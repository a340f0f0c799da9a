//! Synthetic event generator.
//!
//! Produces heavy-ion-like events with the structure the correction expects:
//! - charged tracks with an exponential pt spectrum, projected onto the
//!   calorimeter surface with a small charge-dependent bending offset
//! - clusters left by a fraction of those tracks (hadronic response)
//! - neutral clusters with no track partner
//! - occasional null slots, foreign clusters and ambiguous charges
//!
//! Every event draws from its own ChaCha stream (`seed`, event number), so
//! the same event comes out identical no matter which worker generates it.

use hadcorr_core::kinematics::wrap_phi;
use hadcorr_env::{CaloClusterRecord, EventModel, InputEvent, TrackRecord, AMBIGUOUS_CHARGE};
use nalgebra::Vector3;
use rand::{Rng, SeedableRng};
use rand_chacha::ChaCha8Rng;
use rand_distr::{Distribution, Exp, Normal, Poisson};
use std::f64::consts::PI;
use thiserror::Error;

/// Errors from building a generator.
#[derive(Debug, Error)]
pub enum GeneratorError {
    #[error("Invalid generator parameter: {0}")]
    InvalidParameter(String),
}

/// Generator settings.
#[derive(Debug, Clone)]
pub struct GeneratorConfig {
    /// Track collection name (default: "Tracks")
    pub tracks_name: String,

    /// Cluster collection name (default: "CaloClusters")
    pub calo_name: String,

    /// Mean charged multiplicity at 0% centrality (default: 80)
    pub central_multiplicity: f64,

    /// Mean of the exponential pt spectrum above 0.1 GeV/c (default: 0.7)
    pub mean_pt: f64,

    /// Calorimeter half-acceptance in eta (default: 0.7)
    pub eta_acceptance: f64,

    /// Calorimeter azimuth coverage (default: 1.4 .. 3.14)
    pub phi_min: f64,
    pub phi_max: f64,

    /// Radius of the calorimeter surface in cm (default: 440)
    pub calo_radius: f64,

    /// Chance that an accepted track leaves a cluster (default: 0.6)
    pub shower_probability: f64,

    /// Deposited fraction of the track momentum (default: 0.5 ± 0.15)
    pub response_mean: f64,
    pub response_sigma: f64,

    /// Mean number of neutral clusters per event (default: 6)
    pub neutral_clusters: f64,

    /// Chance of inserting a null slot before any element (default: 0.01)
    pub null_slot_probability: f64,

    /// Chance a track carries the ambiguous charge code (default: 0.02)
    pub ambiguous_charge_probability: f64,

    /// Chance a cluster belongs to another calorimeter (default: 0.05)
    pub foreign_cluster_probability: f64,

    /// Chance the event has no centrality (default: 0.05)
    pub missing_centrality_probability: f64,
}

impl Default for GeneratorConfig {
    fn default() -> Self {
        Self {
            tracks_name: "Tracks".to_string(),
            calo_name: "CaloClusters".to_string(),
            central_multiplicity: 80.0,
            mean_pt: 0.7,
            eta_acceptance: 0.7,
            phi_min: 1.4,
            phi_max: 3.14,
            calo_radius: 440.0,
            shower_probability: 0.6,
            response_mean: 0.5,
            response_sigma: 0.15,
            neutral_clusters: 6.0,
            null_slot_probability: 0.01,
            ambiguous_charge_probability: 0.02,
            foreign_cluster_probability: 0.05,
            missing_centrality_probability: 0.05,
        }
    }
}

/// Minimum generated track pt in GeV/c.
const PT_FLOOR: f64 = 0.1;

/// Tracks are generated over a wider eta range than the calorimeter covers.
const TRACK_ETA_RANGE: f64 = 0.9;

/// Bending offset scale in rad·GeV/c.
const BENDING: f64 = 0.02;

/// Deterministic event generator.
pub struct EventGenerator {
    seed: u64,
    config: GeneratorConfig,
    pt: Exp<f64>,
    response: Normal<f64>,
    /// Projection and cluster-position smearing in eta/phi
    smear: Normal<f64>,
    vertex_z: Normal<f64>,
    neutral_energy: Exp<f64>,
}

impl EventGenerator {
    /// Creates a generator for `seed`.
    pub fn new(seed: u64, config: GeneratorConfig) -> Result<Self, GeneratorError> {
        Self::validate(&config)?;
        let invalid = |e: &dyn std::fmt::Display| GeneratorError::InvalidParameter(e.to_string());

        Ok(Self {
            seed,
            pt: Exp::new(1.0 / config.mean_pt).map_err(|e| invalid(&e))?,
            response: Normal::new(config.response_mean, config.response_sigma).map_err(|e| invalid(&e))?,
            smear: Normal::new(0.0, 0.005).map_err(|e| invalid(&e))?,
            vertex_z: Normal::new(0.0, 5.0).map_err(|e| invalid(&e))?,
            neutral_energy: Exp::new(1.0).map_err(|e| invalid(&e))?,
            config,
        })
    }

    fn validate(config: &GeneratorConfig) -> Result<(), GeneratorError> {
        let probabilities = [
            ("shower_probability", config.shower_probability),
            ("null_slot_probability", config.null_slot_probability),
            ("ambiguous_charge_probability", config.ambiguous_charge_probability),
            ("foreign_cluster_probability", config.foreign_cluster_probability),
            ("missing_centrality_probability", config.missing_centrality_probability),
        ];
        for (name, p) in probabilities {
            if !(0.0..=1.0).contains(&p) {
                return Err(GeneratorError::InvalidParameter(format!("{} must be in [0, 1], got {}", name, p)));
            }
        }
        if !(config.mean_pt > 0.0) || !(config.calo_radius > 0.0) || !(config.eta_acceptance > 0.0) {
            return Err(GeneratorError::InvalidParameter(
                "mean_pt, calo_radius and eta_acceptance must be positive".to_string(),
            ));
        }
        if !(config.phi_min < config.phi_max) {
            return Err(GeneratorError::InvalidParameter(format!(
                "empty phi range {} .. {}",
                config.phi_min, config.phi_max
            )));
        }
        if !(config.central_multiplicity >= 0.0) || !(config.neutral_clusters >= 0.0) {
            return Err(GeneratorError::InvalidParameter("multiplicities must be >= 0".to_string()));
        }
        Ok(())
    }

    pub fn seed(&self) -> u64 {
        self.seed
    }

    pub fn config(&self) -> &GeneratorConfig {
        &self.config
    }

    /// Generates event `number`.
    pub fn generate(&self, number: u64) -> InputEvent {
        let mut rng = ChaCha8Rng::seed_from_u64(self.seed);
        rng.set_stream(number);

        let centrality = if rng.gen_bool(self.config.missing_centrality_probability) {
            None
        } else {
            Some(rng.gen_range(0.0..100.0))
        };
        let vertex = [0.0, 0.0, self.vertex_z.sample(&mut rng)];

        // Multiplicity falls linearly towards peripheral events
        let cent_value = centrality.unwrap_or(100.0);
        let mean_tracks = self.config.central_multiplicity * (1.0 - cent_value / 100.0) + 2.0;
        let n_tracks = poisson_count(mean_tracks, &mut rng);

        let mut tracks = Vec::with_capacity(n_tracks);
        let mut clusters = Vec::new();

        for _ in 0..n_tracks {
            self.maybe_null(&mut tracks, &mut rng);
            let track = self.generate_track(&mut rng);

            if track.in_acceptance && rng.gen_bool(self.config.shower_probability) {
                let p = Vector3::from(track.momentum).norm();
                let response = self.response.sample(&mut rng).max(0.05);
                let cluster = self.generate_cluster(p * response, track.calo_eta, track.calo_phi, &mut rng);
                self.maybe_null(&mut clusters, &mut rng);
                clusters.push(Some(cluster));
            }
            tracks.push(Some(track));
        }

        for _ in 0..poisson_count(self.config.neutral_clusters, &mut rng) {
            let energy = self.neutral_energy.sample(&mut rng) + 0.2;
            let eta = rng.gen_range(-self.config.eta_acceptance..self.config.eta_acceptance);
            let phi = rng.gen_range(self.config.phi_min..self.config.phi_max);
            let cluster = self.generate_cluster(energy, eta, phi, &mut rng);
            self.maybe_null(&mut clusters, &mut rng);
            clusters.push(Some(cluster));
        }

        let mut event = InputEvent::new(number, EventModel::Esd)
            .with_vertex(vertex)
            .with_tracks(&self.config.tracks_name, tracks)
            .with_clusters(&self.config.calo_name, clusters);
        event.centrality = centrality;
        event
    }

    fn generate_track(&self, rng: &mut ChaCha8Rng) -> TrackRecord {
        let pt = self.pt.sample(rng) + PT_FLOOR;
        let eta: f64 = rng.gen_range(-TRACK_ETA_RANGE..TRACK_ETA_RANGE);
        let phi: f64 = rng.gen_range(-PI..PI);

        let charge = if rng.gen_bool(self.config.ambiguous_charge_probability) {
            AMBIGUOUS_CHARGE
        } else if rng.gen_bool(0.5) {
            1
        } else {
            -1
        };
        let bend = if charge == 1 { BENDING / pt } else { -BENDING / pt };

        let momentum = Vector3::new(pt * phi.cos(), pt * phi.sin(), pt * eta.sinh());
        let calo_eta = eta + self.smear.sample(rng);
        let calo_phi = wrap_phi(phi + bend + self.smear.sample(rng));

        let mut track = TrackRecord::new(momentum.into(), charge, calo_eta, calo_phi);
        track.in_acceptance = self.in_acceptance(calo_eta, calo_phi);
        track
    }

    fn generate_cluster(&self, energy: f64, eta: f64, phi: f64, rng: &mut ChaCha8Rng) -> CaloClusterRecord {
        let eta = eta + self.smear.sample(rng);
        let phi = phi + self.smear.sample(rng);
        let r = self.config.calo_radius;
        let position = Vector3::new(r * phi.cos(), r * phi.sin(), r * eta.sinh());

        let mut cluster = CaloClusterRecord::new(energy, position.into());
        cluster.in_acceptance = !rng.gen_bool(self.config.foreign_cluster_probability);
        cluster
    }

    fn in_acceptance(&self, eta: f64, phi: f64) -> bool {
        eta.abs() < self.config.eta_acceptance && (self.config.phi_min..=self.config.phi_max).contains(&phi)
    }

    fn maybe_null<T>(&self, slots: &mut Vec<Option<T>>, rng: &mut ChaCha8Rng) {
        if rng.gen_bool(self.config.null_slot_probability) {
            slots.push(None);
        }
    }
}

fn poisson_count(mean: f64, rng: &mut ChaCha8Rng) -> usize {
    if !(mean > 0.0) {
        return 0;
    }
    Poisson::new(mean).map_or(0, |d| d.sample(rng) as usize)
}

#[cfg(test)]
mod tests {
    use super::*;
    use hadcorr_env::Collection;

    fn tracks(event: &InputEvent) -> &Vec<Option<TrackRecord>> {
        match event.collection("Tracks") {
            Some(Collection::Tracks(t)) => t,
            _ => panic!("tracks missing"),
        }
    }

    fn clusters(event: &InputEvent) -> &Vec<Option<CaloClusterRecord>> {
        match event.collection("CaloClusters") {
            Some(Collection::Clusters(c)) => c,
            _ => panic!("clusters missing"),
        }
    }

    #[test]
    fn test_same_seed_same_events() {
        let a = EventGenerator::new(7, GeneratorConfig::default()).unwrap();
        let b = EventGenerator::new(7, GeneratorConfig::default()).unwrap();
        for n in [0, 1, 17] {
            let (ea, eb) = (a.generate(n), b.generate(n));
            assert_eq!(ea.centrality, eb.centrality);
            assert_eq!(ea.vertex, eb.vertex);
            assert_eq!(tracks(&ea), tracks(&eb));
            assert_eq!(clusters(&ea), clusters(&eb));
        }
    }

    #[test]
    fn test_events_independent_of_order() {
        let gen = EventGenerator::new(3, GeneratorConfig::default()).unwrap();
        let late_first = gen.generate(5);
        let _ = gen.generate(4);
        let again = gen.generate(5);
        assert_eq!(tracks(&late_first), tracks(&again));
    }

    #[test]
    fn test_different_seeds_differ() {
        let a = EventGenerator::new(1, GeneratorConfig::default()).unwrap().generate(0);
        let b = EventGenerator::new(2, GeneratorConfig::default()).unwrap().generate(0);
        assert!(a.vertex != b.vertex || tracks(&a) != tracks(&b));
    }

    #[test]
    fn test_generated_content_sane() {
        let gen = EventGenerator::new(11, GeneratorConfig::default()).unwrap();
        for n in 0..20 {
            let event = gen.generate(n);
            assert_eq!(event.number, n);
            if let Some(c) = event.centrality {
                assert!((0.0..100.0).contains(&c));
            }
            for track in tracks(&event).iter().flatten() {
                assert!(track.pt() >= PT_FLOOR - 1e-12);
                assert!(matches!(track.charge, 1 | -1 | AMBIGUOUS_CHARGE));
                assert!((-PI..PI).contains(&track.calo_phi));
            }
            for cluster in clusters(&event).iter().flatten() {
                assert!(cluster.energy > 0.0);
            }
        }
    }

    #[test]
    fn test_invalid_config_rejected() {
        let config = GeneratorConfig {
            shower_probability: 1.5,
            ..GeneratorConfig::default()
        };
        assert!(EventGenerator::new(0, config).is_err());

        let config = GeneratorConfig {
            phi_min: 2.0,
            phi_max: 1.0,
            ..GeneratorConfig::default()
        };
        assert!(EventGenerator::new(0, config).is_err());
    }
}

####

Go through the entries above and tally each line that has the word "usize"; reply with the tally and nothing else.

2